Marty Gurr

Personal information
- Full name: Marty Leonard Gurr
- Born: 11 September 1958 (age 67) Newcastle, New South Wales, Australia

Playing information
- Height: 183 cm (6 ft 0 in)
- Position: Fullback
Club
| Years | Team | Pld | T | G | FG | P |
| 1979–83 | Eastern Suburbs | 85 | 34 | 0 | 1 | 120 |
| 1984 | South Sydney | 15 | 4 | 0 | 0 | 16 |
| 1985–88 | Manly Sea Eagles | 50 | 8 | 8 | 8 | 32 |
| 1987–88 | Leeds | 28 | 11 | 0 | 0 | 44 |
|  | Total | 178 | 57 | 8 | 9 | 212 |
Representative
| Years | Team | Pld | T | G | FG | P |
| 1983 | New South Wales | 2 | 0 | 0 | 0 | 0 |
- Source:

= Marty Gurr =

Australian rugby league footballer

Marty Gurr (born 11 September 1958) is a former professional rugby league footballer who played in the 1970s and 1980s. He played in the New South Wales Rugby League (NSWRL) competition. He primarily played at for Eastern Suburbs, Leeds, South Sydney Rabbitohs and Manly-Warringah Sea Eagles.

==Playing career==
Gurr was selected to represent the New South Wales Blues as a fullback for games II and III of the 1983 State of Origin series.

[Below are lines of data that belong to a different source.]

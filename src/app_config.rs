use anyhow::{anyhow, Context, Result};
use log::{warn, LevelFilter};
use serde::{Deserialize, Serialize};
use std::default::Default;
use std::path::Path;
use crate::renderer::RenderOptions;
use crate::style::{Canvas, DEFAULT_PRESET};

/// Application configuration module
/// This module handles the application configuration including loading,
/// validating and saving configuration settings.
/// Represents the application configuration
#[derive(Debug, Serialize, Deserialize, Clone, PartialEq)]
pub struct Config {
    /// Output canvas size
    #[serde(default)]
    pub canvas: Canvas,

    /// Distance of top/bottom anchors from the canvas edge
    #[serde(default = "default_edge_margin")]
    pub edge_margin: u32,

    /// Preset used when neither the CLI nor the style names one
    #[serde(default = "default_preset")]
    pub default_preset: String,

    /// Fixed random seed; unset means a fresh layout on every run
    #[serde(default)]
    pub seed: Option<u64>,

    /// Extension of generated subtitle files
    #[serde(default = "default_output_extension")]
    pub output_extension: String,

    /// Log level
    #[serde(default)]
    pub log_level: LogLevel,
}

impl Default for Config {
    fn default() -> Self {
        Self {
            canvas: Canvas::default(),
            edge_margin: default_edge_margin(),
            default_preset: default_preset(),
            seed: None,
            output_extension: default_output_extension(),
            log_level: LogLevel::default(),
        }
    }
}

impl Config {
    // @validates: Canvas geometry and output naming
    pub fn validate(&self) -> Result<()> {
        if self.canvas.width == 0 || self.canvas.height == 0 {
            return Err(anyhow!(
                "Canvas must have a non-zero size, got {}x{}",
                self.canvas.width, self.canvas.height
            ));
        }

        if self.edge_margin >= self.canvas.height {
            return Err(anyhow!(
                "Edge margin {} places the anchor outside a canvas {} pixels high",
                self.edge_margin, self.canvas.height
            ));
        }

        if self.output_extension.trim().is_empty() {
            return Err(anyhow!("Output extension must not be empty"));
        }

        Ok(())
    }

    // @returns: Engine options derived from this config
    pub fn render_options(&self) -> RenderOptions {
        RenderOptions {
            canvas: self.canvas,
            edge_margin: self.edge_margin,
            seed: self.seed,
        }
    }

    /// Load the config at `path`, writing a default one if it does not exist
    pub fn load_or_create<P: AsRef<Path>>(path: P) -> Result<Self> {
        let path = path.as_ref();
        if path.exists() {
            let content = std::fs::read_to_string(path)
                .with_context(|| format!("Failed to open config file: {}", path.display()))?;
            let config: Config = serde_json::from_str(&content)
                .with_context(|| format!("Failed to parse config file: {}", path.display()))?;
            return Ok(config);
        }

        warn!("Config file not found at '{}', creating default config.", path.display());
        let config = Config::default();
        let config_json = serde_json::to_string_pretty(&config)
            .context("Failed to serialize default config to JSON")?;
        std::fs::write(path, config_json)
            .with_context(|| format!("Failed to write default config to file: {}", path.display()))?;

        Ok(config)
    }
}

/// Log verbosity level
#[derive(Debug, Serialize, Deserialize, Clone, Copy, PartialEq, Default)]
#[serde(rename_all = "lowercase")]
pub enum LogLevel {
    Error,
    Warn,
    #[default]
    Info,
    Debug,
    Trace,
}

impl LogLevel {
    // @returns: Matching log crate filter
    pub fn to_level_filter(self) -> LevelFilter {
        match self {
            Self::Error => LevelFilter::Error,
            Self::Warn => LevelFilter::Warn,
            Self::Info => LevelFilter::Info,
            Self::Debug => LevelFilter::Debug,
            Self::Trace => LevelFilter::Trace,
        }
    }
}

fn default_edge_margin() -> u32 {
    150
}

fn default_preset() -> String {
    DEFAULT_PRESET.to_string()
}

fn default_output_extension() -> String {
    "ass".to_string()
}
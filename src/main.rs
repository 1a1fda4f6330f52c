// Module-specific lints configuration
#![allow(clippy::uninlined_format_args)]

use anyhow::{Result, anyhow, Context};
use log::{info, warn, debug, LevelFilter, Log, Metadata, Record, Level, SetLoggerError};
use std::path::{Path, PathBuf};
use std::io::Write;
use clap::{Parser, ValueEnum, CommandFactory, Subcommand};
use clap_complete::{generate, Shell};

use subfx::app_config::{self, Config};
use subfx::app_controller::{Controller, RenderOutcome};
use subfx::dispatch::PresetRegistry;
use subfx::file_utils::FileManager;
use subfx::style::{catalog_entry, StyleConfig};

/// CLI Wrapper for LogLevel to implement ValueEnum
#[derive(Debug, Clone, ValueEnum)]
enum CliLogLevel {
    Error,
    Warn,
    Info,
    Debug,
    Trace,
}

impl From<CliLogLevel> for app_config::LogLevel {
    fn from(cli_level: CliLogLevel) -> Self {
        match cli_level {
            CliLogLevel::Error => app_config::LogLevel::Error,
            CliLogLevel::Warn => app_config::LogLevel::Warn,
            CliLogLevel::Info => app_config::LogLevel::Info,
            CliLogLevel::Debug => app_config::LogLevel::Debug,
            CliLogLevel::Trace => app_config::LogLevel::Trace,
        }
    }
}

#[derive(Subcommand, Debug)]
enum Commands {
    /// Render a transcript (or a folder of transcripts) to ASS
    Render(RenderArgs),

    /// List the built-in presets and their default styling
    Presets,

    /// Generate shell completions for subfx
    Completions {
        /// Shell to generate completions for
        #[arg(value_enum)]
        shell: Shell,
    },
}

#[derive(Parser, Debug)]
struct RenderArgs {
    /// Word transcript (JSON) or directory of transcripts
    #[arg(value_name = "INPUT_PATH")]
    input_path: PathBuf,

    /// Preset identifier (e.g. 'neon-sign', 'karaoke-classic')
    #[arg(short, long)]
    preset: Option<String>,

    /// Style configuration JSON written by the preset editor
    #[arg(short, long)]
    style: Option<PathBuf>,

    /// Output file (single transcript only)
    #[arg(short, long)]
    output: Option<PathBuf>,

    /// Fixed random seed for reproducible particle layouts
    #[arg(long)]
    seed: Option<u64>,

    /// Force overwrite of existing output files
    #[arg(short, long)]
    force_overwrite: bool,

    /// Configuration file path
    #[arg(short, long, default_value = "subfx.json")]
    config_path: String,

    /// Set logging level
    #[arg(short, long, value_enum)]
    log_level: Option<CliLogLevel>,
}

/// subfx - animated subtitle effects
///
/// Turns word-level transcripts into ASS scripts with preset visual effects.
#[derive(Parser, Debug)]
#[command(name = "subfx")]
#[command(version)]
#[command(about = "Preset-driven ASS subtitle effect renderer")]
#[command(long_about = "subfx renders timed word transcripts into Advanced SubStation Alpha scripts using named visual effect presets.

EXAMPLES:
    subfx render talk.json                          # Render with the default preset
    subfx render talk.json -p neon-sign             # Pick a preset
    subfx render talk.json -s neon.json -o out.ass  # Use a style saved by the editor
    subfx render talk.json -p matrix-rain --seed 7  # Reproducible particle layout
    subfx render transcripts/ -f                    # Render a whole folder, overwriting
    subfx presets                                   # List available presets
    subfx completions bash > subfx.bash             # Generate bash completions

CONFIGURATION:
    Configuration is stored in subfx.json by default. You can specify a different
    config file with --config-path. If the config file doesn't exist, a default one
    will be created automatically.")]
struct CommandLineOptions {
    #[command(subcommand)]
    command: Commands,
}

// @struct: Custom logger implementation
struct CustomLogger {
    level: LevelFilter,
}

impl CustomLogger {
    // @creates: New logger with specified level
    fn new(level: LevelFilter) -> Self {
        CustomLogger { level }
    }

    // @initializes: Global logger
    fn init(level: LevelFilter) -> Result<(), SetLoggerError> {
        let logger = Box::new(CustomLogger::new(level));
        log::set_boxed_logger(logger)?;
        log::set_max_level(level);
        Ok(())
    }

    // @returns: Emoji for log level
    fn get_emoji_for_level(level: Level) -> &'static str {
        match level {
            Level::Error => "❌ ",
            Level::Warn => "🚧 ",
            Level::Info => " ",
            Level::Debug => "🔍 ",
            Level::Trace => "📋 ",
        }
    }

    // @returns: ANSI colour for log level
    fn get_color_for_level(level: Level) -> &'static str {
        match level {
            Level::Error => "\x1B[1;31m",
            Level::Warn => "\x1B[1;33m",
            Level::Info => "\x1B[1;32m",
            Level::Debug => "\x1B[1;36m",
            Level::Trace => "\x1B[1;35m",
        }
    }
}

impl Log for CustomLogger {
    fn enabled(&self, metadata: &Metadata) -> bool {
        metadata.level() <= self.level
    }

    fn log(&self, record: &Record) {
        if self.enabled(record.metadata()) {
            let now = chrono::Local::now().format("%H:%M:%S.%3f");
            let level = record.level();

            let mut stderr = std::io::stderr();
            let _ = writeln!(
                stderr,
                "{}{} {} {}\x1B[0m",
                Self::get_color_for_level(level), now, Self::get_emoji_for_level(level), record.args()
            );
        }
    }

    fn flush(&self) {
        let _ = std::io::stderr().flush();
    }
}

fn main() -> Result<()> {
    // Logger starts at trace so the max level alone decides what gets through
    CustomLogger::init(LevelFilter::Trace)?;
    log::set_max_level(LevelFilter::Info);

    let cli = CommandLineOptions::parse();

    match cli.command {
        Commands::Completions { shell } => {
            let mut cmd = CommandLineOptions::command();
            generate(shell, &mut cmd, "subfx", &mut std::io::stdout());
            Ok(())
        }
        Commands::Presets => list_presets(),
        Commands::Render(args) => run_render(args),
    }
}

fn run_render(options: RenderArgs) -> Result<()> {
    // If log level is set via command line, apply it immediately
    if let Some(cmd_log_level) = &options.log_level {
        let level: app_config::LogLevel = cmd_log_level.clone().into();
        log::set_max_level(level.to_level_filter());
    }

    let mut config = Config::load_or_create(&options.config_path)?;

    if let Some(seed) = options.seed {
        config.seed = Some(seed);
    }

    if let Some(log_level) = &options.log_level {
        config.log_level = log_level.clone().into();
    } else {
        log::set_max_level(config.log_level.to_level_filter());
    }

    let controller = Controller::with_config(config).context("Failed to start the renderer")?;

    let file_style = match &options.style {
        Some(path) => load_style(path)?,
        None => StyleConfig::default(),
    };
    let style = controller.resolve_style(file_style, options.preset.as_deref());
    debug!("Effective style: {:?}", style);

    if FileManager::file_exists(&options.input_path) {
        match controller.run(&options.input_path, options.output.clone(), &style, options.force_overwrite)? {
            RenderOutcome::Written { path, events } => info!("Success: {:?} ({} events)", path, events),
            RenderOutcome::Skipped(path) => info!("Skipped: {:?}", path),
        }
    } else if FileManager::dir_exists(&options.input_path) {
        if options.output.is_some() {
            warn!("--output is ignored when rendering a directory");
        }
        controller.run_folder(&options.input_path, &style, options.force_overwrite)?;
    } else {
        return Err(anyhow!("Input path does not exist: {:?}", options.input_path));
    }

    Ok(())
}

// @returns: Style record parsed from a JSON file
fn load_style(path: &Path) -> Result<StyleConfig> {
    let content = FileManager::read_to_string(path)?;
    serde_json::from_str(&content)
        .with_context(|| format!("Failed to parse style file: {}", path.display()))
}

fn list_presets() -> Result<()> {
    let registry = PresetRegistry::builtin();
    let mut stdout = std::io::stdout();

    for id in registry.ids() {
        match catalog_entry(id) {
            Some(entry) => writeln!(
                stdout,
                "{:<18} {} {}px {}/{}",
                id, entry.font, entry.font_size, entry.primary_color, entry.outline_color
            )?,
            None => writeln!(stdout, "{:<18} (style defaults)", id)?,
        }
    }

    Ok(())
}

Gurr played in Leeds' 14–15 defeat by St. Helens in the 1987–88 John Player Special Trophy Final during the 1987–88 season at Central Park, Wigan on Saturday 9 January 1988.

==Post playing==
After retiring from the game, Gurr moved into coaching, management and recruitment roles with Manly and then Souths.